The Constitutional Court
On behalf of the United States
The Constitutional Court ruled the day 3. July 2000 on the proposal for the City Court
Brno, Czech Republic for annulment of the provision of Section 4a of the Act No. 237/1995 Coll., on salary and
other elements linked to the exercise of the functions of the representatives of the State
power and some State authorities and judges, as amended by law no 287/1997
The proposal is rejected.
The Constitutional Court has received 23 July. September 1999, design by the municipal court in Brno
repeal of Act No. 285/1997 Coll. supplementing Act No. 237/1995
Coll., on salary and other terms associated with the performance of the functions
representatives of State power and some State authorities and judges in
amended by Act No. 135/1996.
President of the Chamber. Eva Gottwaldová this acting for the municipal court
Brno pursuant to § 30 para. 3 of Act No. 182/1993 Coll., on the Constitutional Court, (hereinafter referred to
"the law on the Constitutional Court") said that pursuant to § 109 paragraph. 1 (b). (b))

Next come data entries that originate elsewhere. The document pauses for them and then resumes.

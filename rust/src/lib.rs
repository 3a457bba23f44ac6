//! Minimum chain decomposition of devices under strict performance dominance.
//!
//! Devices are split into the fewest chains such that every device in a chain
//! beats the next one in every performance coordinate (Dilworth's theorem via
//! maximum bipartite matching). Chains are then drained one device at a time,
//! most dominant first.
//!
//! Pipeline: [`network`] builds the bipartite flow network, [`matching`] runs
//! Edmonds–Karp on it, [`chains`] rebuilds the chains, [`antichain`] derives the
//! matching-size certificate, and [`cursor`] hands devices out. [`DeviceSelection`]
//! ties them together.
//!
//! [`tagging`] is an unrelated Viterbi tagger shipped alongside.

pub mod antichain;
pub mod chains;
mod config;
pub mod cursor;
pub mod dominance;
pub mod interner;
pub mod logging;
pub mod matching;
mod models;
pub mod network;
mod selection;
pub mod tagging;

#[cfg(feature = "python")]
mod python;

pub use chains::DecompositionError;
pub use config::SelectionConfig;
pub use cursor::{ChainIndexOutOfRange, ChainStore};
pub use dominance::{dominates, DominanceOracle, StrictDominance};
pub use matching::Matching;
pub use models::Decomposition;
pub use network::FlowNetwork;
pub use selection::{DeviceSelection, SelectionError};
pub use tagging::{tag, viterbi, TaggingError};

the second and third sentence of the code of civil procedure was interrupted by an action
judge of the Supreme Court demanding the payment of 62 000 CZK
Accessories, which should be paid in January 1998 as an additional
the salary for the second half of 1997, pursuant to section 4 of Act No. 237/1995 Coll. in
as a result of the amendment to the Act No. 283/1997 Coll., this amount shall be paid to him
He has not been on her claim.
The law, which should be used in solving the case, it is referred to in
the opinion of the applicant in breach of constitutional law, according to the article. 95 para. 2
The Constitution of the United States, has submitted a case after interruption of proceedings Constitutional
the Court. The municipal court in Brno, complains that the contested Law of its
retroaktivnost, which should result in a violation of the principle of legal certainty and the
the protection of the citizens ' confidence in the law. It is based on the claim of the plaintiff, that he
eligible for additional salary for the second half of 1997 when the conditions
set out in section 4, paragraph 4. 2 Act No. 237/1995 Coll. was already 29 June.

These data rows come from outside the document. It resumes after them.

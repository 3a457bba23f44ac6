//! Bipartite flow network over devices.
//!
//! Node layout is fixed so that every lookup is direct array indexing:
//! `0` is the source, `1` the sink, `2..2+n` the left copies of the devices
//! and `2+n..2+2n` the right copies. Edges live in an arena where edge `2m`
//! is a forward edge and `2m + 1` its residual partner with capacity 0.

use crate::dominance::DominanceOracle;
use crate::interner::DeviceIndex;

/// Dense node id.
pub type NodeId = u32;
/// Index into the edge arena.
pub type EdgeId = usize;

pub const SOURCE: NodeId = 0;
pub const SINK: NodeId = 1;

/// Role a node plays in the network.
#[derive(Debug, Clone, Copy, PartialEq, Eq)]
pub enum NodeRole {
    Source,
    Sink,
    Left(DeviceIndex),
    Right(DeviceIndex),
}

#[derive(Debug, Clone, Copy, PartialEq, Eq)]
pub struct Edge {
    pub from: NodeId,
    pub to: NodeId,
    pub capacity: u32,
}

/// Read-only flow network. Solvers keep their own residual state.
#[derive(Debug, Clone)]
pub struct FlowNetwork {
    device_count: usize,
    edges: Vec<Edge>,
    /// Outgoing edge ids per node, residual partners included.
    adjacency: Vec<Vec<EdgeId>>,
    dominance_edges: usize,
}

impl FlowNetwork {
    /// Build the network for the given performance vectors.
    ///
    /// Device `i` is `performance[i]`. Every ordered pair is tested, so this
    /// is O(n²·k).
    pub fn build<O: DominanceOracle + ?Sized>(performance: &[Vec<f64>], oracle: &O) -> Self {
        let n = performance.len();
        let mut network = Self {
            device_count: n,
            edges: Vec::with_capacity(4 * n),
            adjacency: vec![Vec::new(); 2 * n + 2],
            dominance_edges: 0,
        };

        for device in 0..n as DeviceIndex {
            let left = network.left(device);
            let right = network.right(device);
            network.add_edge(SOURCE, left, 1);
            network.add_edge(right, SINK, 1);
        }

        for (a, scores_a) in performance.iter().enumerate() {
            for (b, scores_b) in performance.iter().enumerate() {
                if a != b && oracle.dominates(scores_a, scores_b) {
                    let from = network.left(a as DeviceIndex);
                    let to = network.right(b as DeviceIndex);
                    network.add_edge(from, to, 1);
                    network.dominance_edges += 1;
                }
            }
        }

        network
    }

    fn add_edge(&mut self, from: NodeId, to: NodeId, capacity: u32) {
        let forward = self.edges.len();
        self.edges.push(Edge { from, to, capacity });
        self.edges.push(Edge {
            from: to,
            to: from,
            capacity: 0,
        });
        self.adjacency[from as usize].push(forward);
        self.adjacency[to as usize].push(forward + 1);
    }

    #[inline]
    pub fn left(&self, device: DeviceIndex) -> NodeId {
        2 + device
    }

    #[inline]
    pub fn right(&self, device: DeviceIndex) -> NodeId {
        2 + self.device_count as NodeId + device
    }

    pub fn role(&self, node: NodeId) -> NodeRole {
        let n = self.device_count as NodeId;
        match node {
            SOURCE => NodeRole::Source,
            SINK => NodeRole::Sink,
            _ if node < 2 + n => NodeRole::Left(node - 2),
            _ => NodeRole::Right(node - 2 - n),
        }
    }

    pub fn device_count(&self) -> usize {
        self.device_count
    }

    pub fn node_count(&self) -> usize {
        self.adjacency.len()
    }

    /// Number of arena slots, residual partners included.
    pub fn edge_slots(&self) -> usize {
        self.edges.len()
    }

    pub fn dominance_edge_count(&self) -> usize {
        self.dominance_edges
    }

    #[inline]
    pub fn edge(&self, id: EdgeId) -> &Edge {
        &self.edges[id]
    }

    /// Residual partner of an edge.
    #[inline]
    pub fn partner(id: EdgeId) -> EdgeId {
        id ^ 1
    }

    #[inline]
    pub fn is_forward(id: EdgeId) -> bool {
        id % 2 == 0
    }

    #[inline]
    pub fn outgoing(&self, node: NodeId) -> &[EdgeId] {
        &self.adjacency[node as usize]
    }

    /// Initial capacities of every arena slot.
    pub fn capacities(&self) -> Vec<u32> {
        self.edges.iter().map(|e| e.capacity).collect()
    }

    /// Forward left→right edges as `(edge id, dominating device, dominated device)`.
    pub fn dominance_edges(&self) -> impl Iterator<Item = (EdgeId, DeviceIndex, DeviceIndex)> + '_ {
        self.edges
            .iter()
            .enumerate()
            .filter(|(id, _)| Self::is_forward(*id))
            .filter_map(move |(id, edge)| match (self.role(edge.from), self.role(edge.to)) {
                (NodeRole::Left(a), NodeRole::Right(b)) => Some((id, a, b)),
                _ => None,
            })
    }

    /// Devices dominated by `device`, as targets of its left node.
    pub fn dominated_by(&self, device: DeviceIndex) -> impl Iterator<Item = DeviceIndex> + '_ {
        self.outgoing(self.left(device))
            .iter()
            .filter(|&&id| Self::is_forward(id))
            .filter_map(move |&id| match self.role(self.edges[id].to) {
                NodeRole::Right(b) => Some(b),
                _ => None,
            })
    }
}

September 1997 and that no other law cannot be disturbed once acquired
claim. There has been a serious infringement of this article. 1, art. 4 and article. 28 of the Charter
fundamental rights and freedoms.
As the proposal complies with the formal requirements of an application for annulment of the Act and
has been made according to § 64 para. 4 of the law on the Constitutional Court, the Constitutional Court
requested from both chambers of the Czech Parliament comments on the proposal.

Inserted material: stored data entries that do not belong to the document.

//! Device selection: minimum chain cover under strict dominance, drained
//! one device at a time.

use std::collections::HashMap;

use thiserror::Error;

use crate::antichain::maximum_antichain;
use crate::chains::{decompose, DecompositionError};
use crate::config::SelectionConfig;
use crate::cursor::{ChainIndexOutOfRange, ChainStore};
use crate::dominance::{DominanceOracle, StrictDominance};
use crate::interner::{DeviceIdInterner, DeviceIndex};
use crate::matching::{solve, Matching};
use crate::models::Decomposition;
use crate::network::FlowNetwork;
use crate::{log_debug, log_steps, log_summary};

/// Errors that can occur while selecting devices.
#[derive(Error, Debug, Clone, PartialEq, Eq)]
pub enum SelectionError {
    #[error("Performance vectors must have at least one coordinate")]
    InvalidDimension,
    #[error("Duplicate device id: {0}")]
    DuplicateDevice(String),
    #[error("No performance data for device: {0}")]
    MissingPerformance(String),
    #[error("Performance data for unknown device: {0}")]
    UnknownDevice(String),
    #[error("Device {device} has {found} performance value(s), expected {expected}")]
    DimensionMismatch {
        device: String,
        expected: usize,
        found: usize,
    },
    #[error("Chain index {index} out of range [0, {chain_count})")]
    IndexOutOfRange { index: i64, chain_count: usize },
    #[error("Cycle detected in dominance relation at device {device}")]
    CycleDetected { device: String },
    #[error(
        "Dominance relation is not transitive: {antichain} incomparable device(s) but {chains} chain(s)"
    )]
    NotTransitive { antichain: usize, chains: usize },
}

impl SelectionError {
    /// Malformed input detected at construction.
    pub fn is_precondition_violation(&self) -> bool {
        matches!(
            self,
            Self::InvalidDimension
                | Self::DuplicateDevice(_)
                | Self::MissingPerformance(_)
                | Self::UnknownDevice(_)
                | Self::DimensionMismatch { .. }
        )
    }
}

impl From<ChainIndexOutOfRange> for SelectionError {
    fn from(err: ChainIndexOutOfRange) -> Self {
        SelectionError::IndexOutOfRange {
            index: err.index as i64,
            chain_count: err.chain_count,
        }
    }
}

/// Everything derived from the network; built once, then only drained.
#[derive(Debug, Clone)]
struct Partition {
    matching: Matching,
    chains: Vec<Vec<DeviceIndex>>,
    antichain: Vec<DeviceIndex>,
    store: ChainStore,
}

impl Partition {
    fn compute(
        network: &FlowNetwork,
        interner: &DeviceIdInterner,
        verbosity: u8,
    ) -> Result<Self, SelectionError> {
        let matching = solve(network, verbosity);
        let chains = decompose(network.device_count(), &matching).map_err(|err| match err {
            DecompositionError::CycleDetected { device } => SelectionError::CycleDetected {
                device: interner.resolve(device).unwrap_or_default().to_string(),
            },
        })?;
        for (index, chain) in chains.iter().enumerate() {
            log_steps!(verbosity, "Chain {}: {} device(s)", index, chain.len());
        }
        // Only a transitive relation caps the antichain at the chain count.
        let antichain = maximum_antichain(network, &matching);
        if antichain.len() != chains.len() {
            return Err(SelectionError::NotTransitive {
                antichain: antichain.len(),
                chains: chains.len(),
            });
        }
        let store = ChainStore::new(&chains);
        Ok(Self {
            matching,
            chains,
            antichain,
            store,
        })
    }
}

/// Splits devices into the minimum number of dominance chains and hands them
/// out most-dominant first.
#[derive(Debug, Clone)]
pub struct DeviceSelection {
    interner: DeviceIdInterner,
    performance: Vec<Vec<f64>>,
    dimensions: usize,
    network: FlowNetwork,
    config: SelectionConfig,
    partition: Option<Partition>,
}

impl DeviceSelection {
    /// Validate input and build the dominance network with strict dominance.
    ///
    /// # Arguments
    /// * `ids` - Device ids; their order fixes chain numbering
    /// * `dimensions` - Number of performance values per device (k >= 1)
    /// * `performance` - Map from device id to its k performance values
    /// * `config` - Verbosity and eagerness
    pub fn new(
        ids: &[String],
        dimensions: usize,
        performance: &HashMap<String, Vec<f64>>,
        config: SelectionConfig,
    ) -> Result<Self, SelectionError> {
        Self::with_oracle(ids, dimensions, performance, config, &StrictDominance)
    }

    /// Same as [`DeviceSelection::new`] with a caller-supplied dominance relation.
    pub fn with_oracle<O: DominanceOracle + ?Sized>(
        ids: &[String],
        dimensions: usize,
        performance: &HashMap<String, Vec<f64>>,
        config: SelectionConfig,
        oracle: &O,
    ) -> Result<Self, SelectionError> {
        if dimensions == 0 {
            return Err(SelectionError::InvalidDimension);
        }

        let mut interner = DeviceIdInterner::with_capacity(ids.len());
        let mut vectors: Vec<Vec<f64>> = Vec::with_capacity(ids.len());
        for id in ids {
            if interner.insert_new(id).is_none() {
                return Err(SelectionError::DuplicateDevice(id.clone()));
            }
            let scores = performance
                .get(id)
                .ok_or_else(|| SelectionError::MissingPerformance(id.clone()))?;
            if scores.len() != dimensions {
                return Err(SelectionError::DimensionMismatch {
                    device: id.clone(),
                    expected: dimensions,
                    found: scores.len(),
                });
            }
            vectors.push(scores.clone());
        }

        // Report the smallest stray id so the error does not depend on hash order.
        if let Some(stray) = performance
            .keys()
            .filter(|id| interner.get(id).is_none())
            .min()
        {
            return Err(SelectionError::UnknownDevice(stray.clone()));
        }

        let network = FlowNetwork::build(&vectors, oracle);
        log_summary!(
            config.verbosity,
            "Built network: {} device(s), {} dominance edge(s)",
            network.device_count(),
            network.dominance_edge_count()
        );

        let mut selection = Self {
            interner,
            performance: vectors,
            dimensions,
            network,
            config,
            partition: None,
        };
        if selection.config.eager {
            selection.count_devices()?;
        }
        Ok(selection)
    }

    /// Compute the partition on first use and hand out a mutable reference.
    ///
    /// A failed computation leaves `slot` empty.
    fn materialize<'a>(
        slot: &'a mut Option<Partition>,
        network: &FlowNetwork,
        interner: &DeviceIdInterner,
        verbosity: u8,
    ) -> Result<&'a mut Partition, SelectionError> {
        let partition = match slot.take() {
            Some(partition) => partition,
            None => {
                let partition = Partition::compute(network, interner, verbosity)?;
                log_summary!(
                    verbosity,
                    "Decomposed {} device(s) into {} chain(s)",
                    network.device_count(),
                    partition.chains.len()
                );
                partition
            }
        };
        Ok(slot.insert(partition))
    }

    fn partition(&mut self) -> Result<&mut Partition, SelectionError> {
        Self::materialize(
            &mut self.partition,
            &self.network,
            &self.interner,
            self.config.verbosity,
        )
    }

    /// Minimum number of chains covering all devices.
    ///
    /// Idempotent: later calls return the same count and leave partially
    /// drained chains as they are.
    pub fn count_devices(&mut self) -> Result<usize, SelectionError> {
        Ok(self.partition()?.store.len())
    }

    /// Pop the most dominant device not yet returned from chain `index`.
    ///
    /// Returns `Ok(None)` once the chain is exhausted.
    pub fn next_device(&mut self, index: usize) -> Result<Option<&str>, SelectionError> {
        let verbosity = self.config.verbosity;
        let popped = Self::materialize(
            &mut self.partition,
            &self.network,
            &self.interner,
            verbosity,
        )?
        .store
        .pop_head(index)?;

        let id = popped.and_then(|device| self.interner.resolve(device));
        log_debug!(verbosity, "Chain {}: popped {:?}", index, id);
        Ok(id)
    }

    /// Device the next [`DeviceSelection::next_device`] call on chain `index`
    /// would return, without popping it.
    pub fn peek_device(&mut self, index: usize) -> Result<Option<&str>, SelectionError> {
        let head = Self::materialize(
            &mut self.partition,
            &self.network,
            &self.interner,
            self.config.verbosity,
        )?
        .store
        .peek_head(index)?;
        Ok(head.and_then(|device| self.interner.resolve(device)))
    }

    /// Devices not yet popped from chain `index`.
    pub fn remaining(&mut self, index: usize) -> Result<usize, SelectionError> {
        Ok(self.partition()?.store.remaining(index)?)
    }

    /// Size of the maximum matching between dominating and dominated devices.
    pub fn matching_size(&mut self) -> Result<usize, SelectionError> {
        Ok(self.partition()?.matching.len())
    }

    /// Full chains and the witness antichain, independent of draining.
    pub fn decomposition(&mut self) -> Result<Decomposition, SelectionError> {
        let partition = Self::materialize(
            &mut self.partition,
            &self.network,
            &self.interner,
            self.config.verbosity,
        )?;
        let chains: Vec<Vec<String>> = partition
            .chains
            .iter()
            .map(|chain| {
                self.interner
                    .resolve_all(chain)
                    .map(str::to_string)
                    .collect::<Vec<String>>()
            })
            .collect();
        let antichain: Vec<String> = self
            .interner
            .resolve_all(&partition.antichain)
            .map(str::to_string)
            .collect();
        Ok(Decomposition {
            chains,
            antichain,
            matching_size: partition.matching.len(),
        })
    }

    pub fn device_count(&self) -> usize {
        self.interner.len()
    }

    pub fn dimensions(&self) -> usize {
        self.dimensions
    }

    pub fn dominance_edge_count(&self) -> usize {
        self.network.dominance_edge_count()
    }

    /// Performance values of a device, if known.
    pub fn performance(&self, id: &str) -> Option<&[f64]> {
        self.interner
            .get(id)
            .map(|index| self.performance[index as usize].as_slice())
    }

    pub fn config(&self) -> &SelectionConfig {
        &self.config
    }
}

In the Chamber of Deputies, signed by the President Prof. Ing.
Václav Klaus, CSc., stated: Act No. 287/1997 Coll. amending
Act No. 237/1995 Coll., section 4 of the governing other salary
leaders and judges the following new Section 4a, where it is stipulated that the
officials and judges for more pay for the second half of 1997 does not belong.
According to law No. 237/1995 Coll. additional salary representatives and judges belongs
If a representative or a judge in the calendar half-year, actually
its function has pursued at least 90 calendar days, and if the performance of this
the features in the first half of the calendar year end leaders prior to the
on 31 December 2007. may and the judges before the date 30. in the second half of June and
calendar year performance will not end before the date of 30 representatives.
November and the judges before the date of 31. December. Eligible for additional salary for
calendar semester of the fulfillment of the two conditions arises. Act No.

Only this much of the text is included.